And I suppose it almost goes without saying that if you DON’T believe in a Good, All-Knowing, All-Powerful God in the first place, this problem is a lot less perplexing than if you do. Who’s to say that life is fair, or that the Universe is fundamentally benevolent in its make-up. Suppose the Universe is actually neutral, or even basically hostile and malevolent: what does that say about the problem of evil then? Buddhism tells us that human suffering is the result of our “thirst” for the things of this world that “come into being and pass away,” our attachment to things that are impermanent in nature, and therefore not ours to keep. The only way to escape this attachment is to recognize that it is the source of all our suffering, and to follow the Nobel Eight-Fold path, basically a combination of Right Knowledge, Right Behavior, and Right Mindfulness which allows practitioners to overcome their thirst and thus relieve their suffering, but living an enlightened lifestyle that is “in the world, but not of it.”

And yet, it seems to me, there’s at least one more piece to this puzzle that needs to be looked at. Because even if the Universe isn’t fair, we WANT it to be...or at least somehow expect that it really ought to be fairer than it seems. And this may say as much about us as it does about the Universe itself. Some of it may reflect lessons we’ve learned as members of this society: do unto others as you would have others do unto you, love the Lord your God with all your heart, and love your neighbor as yourself. It may be even simpler than that -- basic childhood lessons about sharing our toys and taking turns, so that everyone gets a chance and no one is left out.

Or suppose that the scientists like Carl Sagan are correct: that we ARE the part of of the Universe that is becoming conscious of itself, and that the ethical standards we create for ourselves do indeed reflect the long “moral arc of the universe,” bending every so slightly toward justice as we, in our growing self-awareness, bend it that way. We may not always get the result we want every time. But by working for justice, we slowly yet consistently make our society a little more fair, even if it doesn’t always live up to the standards we would set for it ourselves.

When I was first diagnosed with cancer, not quite a year ago now, i could have spent an awful lot of time asking myself “Why Me?” And there are all sorts of reasons I could have pointed to, including stupid decisions I made about smoking when I was younger, and a general failure to keep up with good, healthy habits as I grew older and more susceptible to illness. But even thought I could come up with all sorts of good reasons for why I HAD cancer, I couldn’t really explain why I’d “gotten” it -- what (if anything) I had done to “deserve” this disease at this particular moment in my lifetime. And seeing this, I decided not to waste a lot of time worrying about it either. Cancer is something that happened to me, and since I can’t go back and fix that or change it, I’m just going to have to go forward and live with it as best I can, thankfully with a lot of help and support from caring people I have met along the way.

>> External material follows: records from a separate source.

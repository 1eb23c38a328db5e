//! TOML configuration loading and validation.

use anyhow::{Context, Result};
use serde::Deserialize;
use std::path::{Path, PathBuf};

use folio_core::chunk::ChunkParams;
use folio_core::retrieve::{FusionPolicy, RetrievalParams};

#[derive(Debug, Deserialize, Clone, Default)]
pub struct Config {
    #[serde(default)]
    pub index: IndexConfig,
    #[serde(default)]
    pub chunking: ChunkingConfig,
    #[serde(default)]
    pub retrieval: RetrievalConfig,
    #[serde(default)]
    pub context: ContextConfig,
    #[serde(default)]
    pub embedding: EmbeddingConfig,
    #[serde(default)]
    pub vision: VisionConfig,
    #[serde(default)]
    pub generation: GenerationConfig,
    #[serde(default)]
    pub limits: LimitsConfig,
}

#[derive(Debug, Deserialize, Clone)]
pub struct IndexConfig {
    /// Path of the JSON-persisted vector index.
    #[serde(default = "default_index_path")]
    pub path: PathBuf,
}

impl Default for IndexConfig {
    fn default() -> Self {
        Self {
            path: default_index_path(),
        }
    }
}

fn default_index_path() -> PathBuf {
    PathBuf::from("./folio.index.json")
}

#[derive(Debug, Deserialize, Clone)]
pub struct ChunkingConfig {
    #[serde(default = "default_target_chars")]
    pub target_chars: usize,
    /// Overlap as a fraction of `target_chars`.
    #[serde(default = "default_overlap")]
    pub overlap: f64,
}

impl Default for ChunkingConfig {
    fn default() -> Self {
        Self {
            target_chars: default_target_chars(),
            overlap: default_overlap(),
        }
    }
}

fn default_target_chars() -> usize {
    1000
}
fn default_overlap() -> f64 {
    0.2
}

#[derive(Debug, Deserialize, Clone)]
pub struct RetrievalConfig {
    #[serde(default = "default_k")]
    pub k: usize,
    #[serde(default = "default_fusion_headroom")]
    pub fusion_headroom: usize,
    #[serde(default = "default_min_score")]
    pub min_score: f64,
    /// `"shared"` (one vector space) or `"minmax"` (per-modality
    /// min-max normalization before merging).
    #[serde(default = "default_fusion")]
    pub fusion: String,
}

impl Default for RetrievalConfig {
    fn default() -> Self {
        Self {
            k: default_k(),
            fusion_headroom: default_fusion_headroom(),
            min_score: default_min_score(),
            fusion: default_fusion(),
        }
    }
}

fn default_k() -> usize {
    8
}
fn default_fusion_headroom() -> usize {
    2
}
fn default_min_score() -> f64 {
    0.25
}
fn default_fusion() -> String {
    "shared".to_string()
}

#[derive(Debug, Deserialize, Clone)]
pub struct ContextConfig {
    #[serde(default = "default_budget_chars")]
    pub budget_chars: usize,
}

impl Default for ContextConfig {
    fn default() -> Self {
        Self {
            budget_chars: default_budget_chars(),
        }
    }
}

fn default_budget_chars() -> usize {
    6000
}

#[derive(Debug, Deserialize, Clone)]
pub struct EmbeddingConfig {
    #[serde(default = "default_base_url")]
    pub base_url: String,
    #[serde(default = "default_embed_model")]
    pub model: String,
    /// Expected vector dimensionality; 0 accepts whatever the model
    /// returns.
    #[serde(default)]
    pub dims: usize,
    #[serde(default = "default_batch_size")]
    pub batch_size: usize,
    #[serde(default = "default_max_retries")]
    pub max_retries: u32,
    #[serde(default = "default_timeout_secs")]
    pub timeout_secs: u64,
}

impl Default for EmbeddingConfig {
    fn default() -> Self {
        Self {
            base_url: default_base_url(),
            model: default_embed_model(),
            dims: 0,
            batch_size: default_batch_size(),
            max_retries: default_max_retries(),
            timeout_secs: default_timeout_secs(),
        }
    }
}

fn default_base_url() -> String {
    "http://localhost:11434".to_string()
}
fn default_embed_model() -> String {
    "qwen3-embedding:4b".to_string()
}
fn default_batch_size() -> usize {
    64
}
fn default_max_retries() -> u32 {
    5
}
fn default_timeout_secs() -> u64 {
    30
}

#[derive(Debug, Deserialize, Clone)]
pub struct VisionConfig {
    #[serde(default = "default_base_url")]
    pub base_url: String,
    /// Multimodal model used to caption document images and describe
    /// query images.
    #[serde(default = "default_vision_model")]
    pub model: String,
    #[serde(default = "default_vision_timeout_secs")]
    pub timeout_secs: u64,
    /// Maximum concurrent captioning calls during ingestion.
    #[serde(default = "default_max_concurrent")]
    pub max_concurrent: usize,
}

impl Default for VisionConfig {
    fn default() -> Self {
        Self {
            base_url: default_base_url(),
            model: default_vision_model(),
            timeout_secs: default_vision_timeout_secs(),
            max_concurrent: default_max_concurrent(),
        }
    }
}

fn default_vision_model() -> String {
    "qwen2.5vl:7b".to_string()
}
fn default_vision_timeout_secs() -> u64 {
    120
}
fn default_max_concurrent() -> usize {
    4
}

#[derive(Debug, Deserialize, Clone)]
pub struct GenerationConfig {
    #[serde(default = "default_base_url")]
    pub base_url: String,
    #[serde(default = "default_vision_model")]
    pub model: String,
    #[serde(default = "default_generation_timeout_secs")]
    pub timeout_secs: u64,
}

impl Default for GenerationConfig {
    fn default() -> Self {
        Self {
            base_url: default_base_url(),
            model: default_vision_model(),
            timeout_secs: default_generation_timeout_secs(),
        }
    }
}

fn default_generation_timeout_secs() -> u64 {
    180
}

#[derive(Debug, Deserialize, Clone)]
pub struct LimitsConfig {
    /// Whole-ingestion time bound.
    #[serde(default = "default_upload_timeout_secs")]
    pub upload_timeout_secs: u64,
    /// Whole-query time bound.
    #[serde(default = "default_query_timeout_secs")]
    pub query_timeout_secs: u64,
}

impl Default for LimitsConfig {
    fn default() -> Self {
        Self {
            upload_timeout_secs: default_upload_timeout_secs(),
            query_timeout_secs: default_query_timeout_secs(),
        }
    }
}

fn default_upload_timeout_secs() -> u64 {
    600
}
fn default_query_timeout_secs() -> u64 {
    300
}

impl Config {
    pub fn chunk_params(&self) -> ChunkParams {
        ChunkParams {
            target_chars: self.chunking.target_chars,
            overlap: self.chunking.overlap,
        }
    }

    pub fn retrieval_params(&self) -> RetrievalParams {
        RetrievalParams {
            k: self.retrieval.k,
            fusion_headroom: self.retrieval.fusion_headroom,
            min_score: self.retrieval.min_score,
            fusion: match self.retrieval.fusion.as_str() {
                "minmax" => FusionPolicy::MinMaxPerModality,
                _ => FusionPolicy::SharedSpace,
            },
        }
    }
}

/// Load and validate a configuration file. A missing file yields the
/// defaults.
pub fn load_config(path: &Path) -> Result<Config> {
    let config = if path.exists() {
        let content = std::fs::read_to_string(path)
            .with_context(|| format!("Failed to read config file: {}", path.display()))?;
        toml::from_str(&content).with_context(|| "Failed to parse config file")?
    } else {
        Config::default()
    };

    validate(&config)?;
    Ok(config)
}

fn validate(config: &Config) -> Result<()> {
    if config.chunking.target_chars == 0 {
        anyhow::bail!("chunking.target_chars must be > 0");
    }
    if !(0.0..=0.5).contains(&config.chunking.overlap) {
        anyhow::bail!("chunking.overlap must be in [0.0, 0.5]");
    }
    if config.retrieval.k == 0 {
        anyhow::bail!("retrieval.k must be >= 1");
    }
    if config.retrieval.fusion_headroom == 0 {
        anyhow::bail!("retrieval.fusion_headroom must be >= 1");
    }
    match config.retrieval.fusion.as_str() {
        "shared" | "minmax" => {}
        other => anyhow::bail!(
            "Unknown fusion policy: '{}'. Must be shared or minmax.",
            other
        ),
    }
    if config.context.budget_chars == 0 {
        anyhow::bail!("context.budget_chars must be > 0");
    }
    Ok(())
}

And likewise now, as I look out over this congregation and listen to your joys and concerns, see so many people who are also struggling with issues in your own lives -- perhaps health issues, or financial problems brought about by the current economy, and I just have to hope that you will find here in this community the things you are looking for: the knowledge that it isn’t fair and it’s not your fault, that you shouldn’t take the blame for things that are out of your control, that there are others here to help you, and that you too can still be a help to others even when you’re feeling beaten down yourself. Because you and I are the eyes, and ears, and hands of God, doing God’s good work here in this world as best we can, for as long as we can. And it doesn’t really matter whether anybody knows our name or not....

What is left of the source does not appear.